Reforms a 'continuation of Deng's policies'

China's supply-side reforms can be compared with those of Margaret Thatcher in Britain in the 1980s, according to one of the former prime minister's economic advisers.
Patrick Minford, now professor of applied economics at Cardiff Business School, says they both have similar aims of extending the role of market forces in their respective economies.
"They are both aimed at dealing with inefficiencies and a lack of enterprise in particular sectors and in generating growth," he says.
The supply-side elements of Thatcherism were largely curbing trade union power and therefore allowing the labor market to operate more freely and privatizing inefficient state-owned enterprises, beginning with British Telecom in 1984.
"There is an element of paradox in China with, on the one hand, the state controlling the economy while trying to liberalize various elements of it. I see it more as a continuation of Deng Xiaoping's reforms that began in the late 1970s," he says.

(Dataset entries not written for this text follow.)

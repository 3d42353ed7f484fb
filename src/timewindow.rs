use std::sync::LazyLock;

use chrono::{Datelike, Duration, NaiveDate};
use regex::Regex;

use crate::models::TimeWindow;

static RELATIVE_DAYS: LazyLock<Regex> = LazyLock::new(|| {
    Regex::new(r"^(last|past|next)\s+(\d{1,3})\s+days?$").expect("valid relative-days regex")
});

// Weeks start on Monday.
pub fn week_start(date: NaiveDate) -> NaiveDate {
    date - Duration::days(date.weekday().num_days_from_monday() as i64)
}

pub fn last_week(today: NaiveDate) -> TimeWindow {
    let start = week_start(today) - Duration::days(7);
    TimeWindow {
        start,
        end: start + Duration::days(6),
    }
}

pub fn this_week(today: NaiveDate) -> TimeWindow {
    let start = week_start(today);
    TimeWindow {
        start,
        end: start + Duration::days(6),
    }
}

pub fn next_week(today: NaiveDate) -> TimeWindow {
    let start = week_start(today) + Duration::days(7);
    TimeWindow {
        start,
        end: start + Duration::days(6),
    }
}

pub fn last_days(today: NaiveDate, days: i64) -> TimeWindow {
    TimeWindow {
        start: today - Duration::days(days.max(1)),
        end: today,
    }
}

pub fn next_days(today: NaiveDate, days: i64) -> TimeWindow {
    TimeWindow {
        start: today,
        end: today + Duration::days(days.max(1)),
    }
}

fn single_day(date: NaiveDate) -> TimeWindow {
    TimeWindow {
        start: date,
        end: date,
    }
}

/// Resolve a relative expression such as "last week" against `today`.
/// Returns `None` for expressions outside the supported set.
pub fn resolve(expression: &str, today: NaiveDate) -> Option<TimeWindow> {
    let normalized = expression
        .trim()
        .to_lowercase()
        .replace(['_', '-'], " ");
    let normalized = normalized.split_whitespace().collect::<Vec<_>>().join(" ");

    match normalized.as_str() {
        "last week" | "past week" | "previous week" => return Some(last_week(today)),
        "this week" | "current week" => return Some(this_week(today)),
        "next week" | "coming week" => return Some(next_week(today)),
        "today" => return Some(single_day(today)),
        "yesterday" => return Some(single_day(today - Duration::days(1))),
        "tomorrow" => return Some(single_day(today + Duration::days(1))),
        _ => {}
    }

    let caps = RELATIVE_DAYS.captures(&normalized)?;
    let days: i64 = caps[2].parse().ok()?;
    if days == 0 {
        return None;
    }

    match &caps[1] {
        "next" => Some(next_days(today, days)),
        _ => Some(last_days(today, days)),
    }
}

#[cfg(test)]
mod tests {
    use super::*;

    fn date(y: i32, m: u32, d: u32) -> NaiveDate {
        NaiveDate::from_ymd_opt(y, m, d).unwrap()
    }

    #[test]
    fn last_week_is_previous_monday_to_sunday() {
        // 2025-07-16 is a Wednesday.
        let window = resolve("last week", date(2025, 7, 16)).unwrap();
        assert_eq!(window.start, date(2025, 7, 7));
        assert_eq!(window.end, date(2025, 7, 13));
    }

    #[test]
    fn next_week_is_following_monday_to_sunday() {
        let window = resolve("next week", date(2025, 7, 16)).unwrap();
        assert_eq!(window.start, date(2025, 7, 21));
        assert_eq!(window.end, date(2025, 7, 27));
    }

    #[test]
    fn monday_belongs_to_its_own_week() {
        let monday = date(2025, 7, 14);
        assert_eq!(this_week(monday).start, monday);
        assert_eq!(last_week(monday).end, date(2025, 7, 13));
        assert_eq!(next_week(monday).start, date(2025, 7, 21));
    }

    #[test]
    fn sunday_still_points_back_one_week() {
        let sunday = date(2025, 7, 20);
        assert_eq!(last_week(sunday).start, date(2025, 7, 7));
        assert_eq!(next_week(sunday).start, date(2025, 7, 21));
    }

    #[test]
    fn resolution_is_deterministic() {
        let today = date(2025, 7, 18);
        assert_eq!(resolve("last week", today), resolve("Last_Week", today));
        assert_eq!(resolve("next week", today), resolve("  NEXT   week ", today));
    }

    #[test]
    fn relative_days_follow_cutoff_convention() {
        let today = date(2025, 7, 18);
        let window = resolve("last 14 days", today).unwrap();
        assert_eq!(window.start, date(2025, 7, 4));
        assert_eq!(window.end, today);

        let window = resolve("next 3 days", today).unwrap();
        assert_eq!(window.start, today);
        assert_eq!(window.end, date(2025, 7, 21));
    }

    #[test]
    fn single_day_expressions() {
        let today = date(2025, 7, 18);
        assert_eq!(resolve("yesterday", today).unwrap().start, date(2025, 7, 17));
        assert_eq!(resolve("tomorrow", today).unwrap().end, date(2025, 7, 19));
        assert!(resolve("today", today).unwrap().contains(today));
    }

    #[test]
    fn unknown_expressions_do_not_resolve() {
        let today = date(2025, 7, 18);
        assert!(resolve("sometime soon", today).is_none());
        assert!(resolve("last 0 days", today).is_none());
    }
}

Tim Congdon, another economic adviser to Thatcher, particularly in her later years, says China may have something to learn from Thatcherism in relation to state-owned enterprises.
"What people don't realize is that privatization in Britain was an accident. It wasn't something that Mrs Thatcher was going to do when she was first elected in 1979," he says.
"When they did their first big privatization in 1984, the state actually retained quite a big shareholding, and in the end it worked out fine. So whatever way China reforms its state-owned enterprises, this gradual approach would be better than that of the eastern European one of just selling off everything, where you got all this avarice and crookery."
Charles Goodhart, who was an adviser to the Bank of England during the Thatcher years, believes China should look to France when it comes to reforming state-owned enterprises rather than the UK or the US.
"The French are very centralized and the debates there have been concerned with how much central control there should be and how much private sector influence. I think this is quite close to what is happening in China," he says.
Congdon points out that the Chinese in trying to reform the hukou system - making it easier for people to move rural areas - are not the first to contend with this issue.
"This is what many European countries have had to deal with in the past. In Britain they had to end settlement laws in the 19th century to enable the Industrial Revolution to happen," he says.